Pour les gens de ma génération, Kaamelott est une référence majeure. Au moment où, peu ou prou, on était tous à la fac ou dans nos premiers boulots, où on découvrait les joies de la hiérarchie et (pour certains) de la vie de couple, Astier trouvait le moyen de nous parler de nos joies, de nos frustrations et de nos engueulades, en les plaçant dans le cadre des légendes de notre enfance. On avait grandi avec des trucs sérieux et héroïques comme Excalibur de Boorman et Lancelot de Zucker, ou plus comiques et positifs comme Merlin l’enchanteur de Reitherman. Dans l’ambiance du moment, retrouver ces histoires sous un jour cynique, désabusé et agressif, ça collait extrêmement bien. Dans mon cas personnel, ça prenait aussi la suite de Malcolm : après une vision des études où rien n’allait, c’était la bonne série pour entrer dans la vie active sur le même ton.

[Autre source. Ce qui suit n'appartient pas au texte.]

use itertools::Itertools;
use log::debug;
use nova::Poly;
use nova_roots::{Interrupt, Interrupted, RootSolver};

use crate::blocks::*;
use crate::{FractalRoots, ShaderParams};

#[derive(Clone, PartialEq, Eq, Debug)]
pub struct ShaderSource { 
    pub vertex: String,
    pub fragment: String,
}

impl ShaderSource { 
    pub fn new(roots: &FractalRoots, params: &ShaderParams) -> Self { 
        Self { 
            vertex: vertex_shader(),
            fragment: fragment_shader_from(roots, params)
        }
    }
}

// Full-screen quad pass-through.
pub fn vertex_shader() -> String { 
    let mut w = crate::ShaderWriter::new();
    w.line(GLSL_VERSION)
        .blank()
        .line("layout(location = 0) in vec2 a_position;")
        .line("out vec2 v_uv;")
        .blank()
        .open("void main()")
        .line("v_uv = a_position * 0.5 + 0.5;")
        .line("gl_Position = vec4(a_position, 0.0, 1.0);")
        .close();
    w.finish()
}

/// Solves `p` and `p'` with the default solver and generates the
/// fragment shader.
pub fn fragment_shader(p: &Poly, params: &ShaderParams) -> String { 
    let roots = FractalRoots::solve(p);
    fragment_shader_from(&roots, params)
}

/// Same as [`fragment_shader`], giving up once `stop` fires while
/// solving.
pub fn fragment_shader_until<I>(p: &Poly, params: &ShaderParams, stop: &I) -> Result<String, Interrupted>
where I: Interrupt + ?Sized { 
    let roots = FractalRoots::solve_until(&RootSolver::default(), p, stop)?;
    Ok(fragment_shader_from(&roots, params))
}

pub fn fragment_shader_from(roots: &FractalRoots, params: &ShaderParams) -> String { 
    let (p, dp) = if params.hardcode { 
        (RootSource::Hardcoded(&roots.poly), RootSource::Hardcoded(&roots.deriv))
    } else { 
        (RootSource::Uniform, RootSource::Uniform)
    };

    let blocks = [
        ("header",    header()),
        ("arith",     complex_arith()),
        ("poly",      evaluator("poly", p)),
        ("deriv",     evaluator("deriv", dp)),
        ("iteration", iteration(params.iterations, params.threshold_exp)),
        ("colorizer", colorizer(params.mode, params.iterations)),
        ("shade",     shade_fn()),
        ("sampler",   sampler(params.aa)),
        ("main",      main_fn()),
    ];

    for (name, b) in blocks.iter() { 
        debug!("{name}: {} lines", b.lines().count());
    }

    blocks.into_iter().map(|(_, b)| b).join("\n")
}
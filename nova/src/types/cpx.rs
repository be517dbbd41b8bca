use std::sync::LazyLock;
use num_complex::Complex64;
use num_traits::{Zero, One};
use regex::Regex;

use super::{ParseError, Symbols};
use super::parse::{strip_parens, is_symbol};

pub type Cpx = Complex64;

static DECIMAL: LazyLock<Regex> = LazyLock::new(|| 
    Regex::new(r"^[+-]?(\d+\.?\d*|\.\d+)$").unwrap()
);

static RATIONAL: LazyLock<Regex> = LazyLock::new(|| 
    Regex::new(r"^(.+)/(.+)$").unwrap()
);

pub fn fmt_real(x: f64) -> String { 
    if x.is_zero() { 
        "0".to_string() // avoids "-0"
    } else { 
        x.to_string()
    }
}

fn fmt_imag(y: f64) -> String { 
    if y.is_one() { 
        "i".to_string()
    } else if (-y).is_one() { 
        "-i".to_string()
    } else { 
        format!("{}i", fmt_real(y))
    }
}

// `a`, `bi` or `(a ± bi)`. 
pub fn fmt_cpx(c: &Cpx) -> String { 
    if c.im.is_zero() { 
        fmt_real(c.re)
    } else if c.re.is_zero() { 
        fmt_imag(c.im)
    } else { 
        let op = if c.im < 0.0 { '-' } else { '+' };
        format!("({} {op} {})", fmt_real(c.re), fmt_imag(c.im.abs()))
    }
}

// A decimal number or a rational `p/q` of decimals. 
pub fn parse_real(s: &str) -> Option<f64> { 
    if DECIMAL.is_match(s) { 
        return s.parse::<f64>().ok().filter(|x| x.is_finite())
    }

    let c = RATIONAL.captures(s)?;
    let (p, q) = (&c[1], &c[2]);
    if DECIMAL.is_match(p) && DECIMAL.is_match(q) { 
        let (p, q) = (p.parse::<f64>().ok()?, q.parse::<f64>().ok()?);
        if !q.is_zero() && (p / q).is_finite() { 
            return Some(p / q)
        }
    }
    None
}

// `bi`, `a+bi`, `a-i`, `i`, ... (the caller has removed enclosing parentheses).
fn parse_imag(s: &str) -> Option<Cpx> { 
    let body = s.strip_suffix('i')?;
    let body = body.strip_suffix('*').unwrap_or(body);

    let split = body.char_indices()
        .filter(|&(k, c)| k > 0 && (c == '+' || c == '-'))
        .map(|(k, _)| k)
        .last();

    let (re, im) = match split { 
        Some(k) => (parse_real(&body[..k])?, &body[k..]),
        None    => (0.0, body)
    };

    let im = match im { 
        "" | "+" => 1.0,
        "-" => -1.0,
        _ => parse_real(im)?
    };

    Some(Cpx::new(re, im))
}

/// Parses a single complex factor: a real or rational literal, 
/// an imaginary or mixed literal with trailing `i`, or a symbol 
/// from the given table, each optionally signed and parenthesized.
pub fn parse_cpx(s: &str, symbols: &Symbols) -> Result<Cpx, ParseError> { 
    let inner = strip_parens(s);
    if inner.is_empty() && !s.is_empty() { 
        return Err(ParseError::InvalidCoeff(s.to_string()))
    }

    match inner { 
        "" | "+" => return Ok(Cpx::one()),
        "-" => return Ok(-Cpx::one()),
        _ => ()
    }

    if let Some(x) = parse_real(inner) { 
        return Ok(Cpx::new(x, 0.0))
    }

    if let Some(c) = parse_imag(inner) { 
        return Ok(c)
    }

    if let Some(rest) = inner.strip_prefix('-') { 
        return parse_cpx(rest, symbols).map(|c| -c)
    } else if let Some(rest) = inner.strip_prefix('+') { 
        return parse_cpx(rest, symbols)
    }

    if is_symbol(inner) { 
        match symbols.get(inner) { 
            Some(&x) if x.is_finite() => Ok(Cpx::new(x, 0.0)),
            Some(_) => Err(ParseError::InvalidCoeff(inner.to_string())),
            None => Err(ParseError::UnknownSymbol(inner.to_string()))
        }
    } else { 
        Err(ParseError::InvalidCoeff(s.to_string()))
    }
}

Notez que je dis ça de manière générale, pas seulement parce qu’en 2005-06, j’avais des collègues un peu déconnectés qui fumaient avec les élèves, des supérieurs compétents qui se battaient pour que le lycée ressemble vaguement à quelque chose, et une paire de supérieurs totalement à côté de la plaque, chiants et/ou délibérément vexants, et que du coup, je voyais dans Yvain et Gauvin, dans Arthur et dans Léodagan des gens du boulot.
En préparation avant de retrouver ces personnages au cinéma, je viens de me refaire les cinq premiers « livres » — le nom donné aux saisons de Kaamelott. Et avec quinze ans de plus et une connaissance de la trame finale, on vit ça un peu différemment.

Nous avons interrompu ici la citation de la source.